* Activity *
Only the lines holding "match" are wanted here; copy each from the listing.

* Records supplied *
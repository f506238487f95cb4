//! Connection Handler
//!
//! One request, one execution, at most one response, then close.

use crate::codec::{decode_request, write_response};
use crate::error::{ConnectionError, ErrorCategory, ProtocolError};
use sockproc_core::constants::{DEFAULT_REQUEST_TIMEOUT, MAX_LINE_LEN};
use sockproc_core::port::CommandExecutor;
use sockproc_core::Termination;
use std::sync::Arc;
use std::time::Duration;
use tokio::io::{AsyncRead, AsyncWrite, AsyncWriteExt, BufStream};
use tokio::time::timeout;
use tracing::{debug, info, warn};

/// Per-connection limits
#[derive(Debug, Clone)]
pub struct HandlerConfig {
    /// Longest accepted request line, delimiter included
    pub max_line: usize,
    /// Time allowed for the whole request frame to arrive
    pub request_timeout: Duration,
}

impl Default for HandlerConfig {
    fn default() -> Self {
        Self {
            max_line: MAX_LINE_LEN,
            request_timeout: DEFAULT_REQUEST_TIMEOUT,
        }
    }
}

/// What happened to a connection
#[derive(Debug, Clone, Copy, PartialEq, Eq)]
pub enum HandlerOutcome {
    /// A response was written for a command that ended this way
    Responded(Termination),
    /// The connection was closed without a response
    Dropped(ErrorCategory),
}

/// Handler with injected executor
pub struct ConnectionHandler {
    executor: Arc<dyn CommandExecutor>,
    config: HandlerConfig,
}

impl ConnectionHandler {
    pub fn new(executor: Arc<dyn CommandExecutor>, config: HandlerConfig) -> Self {
        Self { executor, config }
    }

    /// Serve exactly one request on `stream` and close it
    ///
    /// Errors never leave this function: a connection that cannot be answered is
    /// closed with nothing written.
    pub async fn handle<S>(&self, stream: S) -> HandlerOutcome
    where
        S: AsyncRead + AsyncWrite + Unpin,
    {
        let mut stream = BufStream::new(stream);

        let outcome = match self.serve(&mut stream).await {
            Ok(termination) => HandlerOutcome::Responded(termination),
            Err(e) => {
                let category = e.category();
                match &e {
                    ConnectionError::Protocol(ProtocolError::Incomplete) => {
                        debug!(error = %e, "Connection closed without a request")
                    }
                    _ => warn!(error = %e, category = category.as_str(), "Dropping connection"),
                }
                HandlerOutcome::Dropped(category)
            }
        };

        if let Err(e) = stream.shutdown().await {
            debug!(error = %e, "Shutdown of connection failed");
        }
        outcome
    }

    async fn serve<S>(&self, stream: &mut BufStream<S>) -> Result<Termination, ConnectionError>
    where
        S: AsyncRead + AsyncWrite + Unpin,
    {
        let limit = self.config.request_timeout;
        let request = timeout(limit, decode_request(stream, self.config.max_line))
            .await
            .map_err(|_| ConnectionError::RequestTimeout(limit))??;

        debug!(
            command = %request.command_lossy(),
            input_len = request.input_len(),
            "Request decoded"
        );

        let outcome = self.executor.execute(request).await?;
        write_response(stream, &outcome).await?;

        info!(
            status = %outcome.termination,
            stdout_len = outcome.stdout.len(),
            stderr_len = outcome.stderr.len(),
            duration_ms = outcome.duration_ms,
            "Response sent"
        );

        Ok(outcome.termination)
    }
}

* Solution for this problem *
        let outcome = match self.serve(&mut stream).await {
                match &e {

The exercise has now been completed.